Seconds later, Greyson returned from the woods.  Though she saw him striding with purpose, the sound of his footsteps faded to silence, as if the night itself absorbed the strike of each foot upon the earth.  He glided toward them, approaching swiftly but cautiously.  Alex moved to stand, but Carly’s fingers curled around Alex’s wrist. 

“You want me to stay?” Alex whispered. 

Carly’s grip tightened in response. 

Alex could feel her sister’s body trembling violently.  “I’m not going anywhere.  I promise.” 

Carly leaned into Alex, her body curved toward Alex’s. 

When Greyson appeared and stood before them, Carly recoiled, cowering and shrinking back into Alex. 

Alex pulled her sister closer.  “I’ve got you, Carly, I’ve got you.  I’ll never let anything happen to you,” she promised. 

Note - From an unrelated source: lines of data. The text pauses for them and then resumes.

//! Field registry operations.
//!
//! A spot belongs to at most one field and a field hosts at most one mover
//! (and a mover stands on at most one field). Registering the same pair twice
//! is a no-op; registering a conflicting pair fails and changes nothing.
//!
//! The batch toggles [`disable_spot_except`] and [`enable_spot_except`] lock
//! every other spot while a destination is targeted or broadcasting.

use bevy_ecs::prelude::*;
use log::debug;

use crate::components::field::Field;
use crate::components::spot::{Spot, SpotStatus};
use crate::error::{OnAirError, positive};
use crate::systems::lookup;
use crate::systems::mover::stand_on;
use crate::systems::spot::deploy_on;

/// Spawn an empty field of the given size.
pub fn spawn_field(world: &mut World, width: f32, height: f32) -> Result<Entity, OnAirError> {
    positive("field width", width as f64)?;
    positive("field height", height as f64)?;
    Ok(world.spawn(Field::new(width, height)).id())
}

/// Register `spot` on `field`. Same as deploying the spot on the field.
pub fn add_spot(world: &mut World, field: Entity, spot: Entity) -> Result<(), OnAirError> {
    lookup::field(world, field)?;
    deploy_on(world, spot, field)
}

/// Put `mover` on `field`. Same as the mover standing on the field.
pub fn add_mover(world: &mut World, field: Entity, mover: Entity) -> Result<(), OnAirError> {
    lookup::field(world, field)?;
    stand_on(world, mover, field)
}

/// Disable every enabled spot of `field` except `except`.
pub fn disable_spot_except(
    world: &mut World,
    field: Entity,
    except: Entity,
) -> Result<(), OnAirError> {
    toggle_siblings(world, field, except, SpotStatus::Enabled, SpotStatus::Disabled)
}

/// Re-enable every disabled spot of `field` except `except`.
pub fn enable_spot_except(
    world: &mut World,
    field: Entity,
    except: Entity,
) -> Result<(), OnAirError> {
    toggle_siblings(world, field, except, SpotStatus::Disabled, SpotStatus::Enabled)
}

fn toggle_siblings(
    world: &mut World,
    field: Entity,
    except: Entity,
    from: SpotStatus,
    to: SpotStatus,
) -> Result<(), OnAirError> {
    let spots = lookup::field(world, field)?.spots.clone();
    let mut changed = 0;
    for spot in spots.into_iter().filter(|s| *s != except) {
        if let Some(mut s) = world.get_mut::<Spot>(spot) {
            if s.status == from {
                s.status = to;
                changed += 1;
            }
        }
    }
    debug!(
        "Field {}: {} sibling spot(s) of {} {:?} -> {:?}",
        field, changed, except, from, to
    );
    Ok(())
}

Seeing the movement, Greyson’s dark brows gathered.  To Carly, he said, “You needn’t fear me, child, I would never hurt you.”  Though he looked like he always had at the diner and his voice sounded the same, somehow he appeared older.  Wiser.  And something in his tone soothed Carly.  The tension in her muscles relaxed.  The tightness in her features smoothed.  Alex turned to look at her and found that the glazed, terror-stricken gaze had left.  Greyson’s voice reached out again, but this time it was to Alex.  He said, “I’m sorry for what I’ve done to you.  But when I found you that night, I had two choices: to either let you die, or make you like me.”

For a moment, Alex was unsure of his words, or more specifically their meaning.  Sorry for what he’d done to her?  Making her like him?  And then it clicked.  Greyson had turned her.  The night she’d been attacked by the men as she’d left the diner, Greyson had been there.  She had died and he had saved her.  But in saving her, he’d changed her. 

Her craving for blood.  Her newfound speed and strength.  Her intolerance of daylight.  All of it pointed to one thing.  Eyes meeting Greyson’s, her gaze searched him, penetrating his defenses.  “Vampire.”  The word was a sigh, an ephemeral wisp that passed from her mind and through her lips. 

Greyson’s full lips curved to form a frown.  He nodded. 

“You saved me,” Alex whispered.

“I condemned you.”  Eyes of liquid silver hardened.  “This is not a life I’d wish on anyone.  Least of all you.”  Emotion touched the last sentence he’d spoken, a tenderness that stunned Alex.  “I don’t blame you if you hate me, but there’s something out there, something far worse that those mangy dogs we just faced, and they’re hunting our kind.”  The words spilled from him in a single, hurried breath. 

Spine straightening, Alex said, “What?  What’re you talking about?  Who’s hunting us?”

“There’s no time to explain now.  And I don’t even really know.  All I do know is that we need to leave,” he said.

“We do?” Alex asked.

Greyson’s head jerked backward almost imperceptibly, as if Alex had said something that had hurt him.  Perhaps she’d stressed the word “we” more than intended, for when he responded, his tone was laden with remorse.  “If you hate me for what I’ve turned you into, I’ll leave you alone.  It’s not what I want, but I won’t force myself on you.”  He jammed a hand through the front of his hair.  He seemed tormented, wrestling with an adversary only he could see or feel.  “I want to help you.  You’ll need it.  I needed it.  But if you don’t want me to, I understand.”  He let out a loud, frustrated sigh.  “I want you to let me help you.”  He held out his hand to her, his palm up in offering. 

Alex studied his face for a moment.  She saw the sincerity glittering in the depths of his eyes and in every feature of his face.  Guilt and confusion disappeared in sweet release.  She knew it would be fleeting, that all of it would return on a deafening roar, but for now she savored it.  She was certain the key to understanding what she was and to surviving was with Greyson Black. 

Lifting the arm that was not around Carly’s shoulder, Alex placed her hand in Greyson’s.  And in the moment her skin touched his, she realized that in doing so, she’d placed her life in his hands, as well.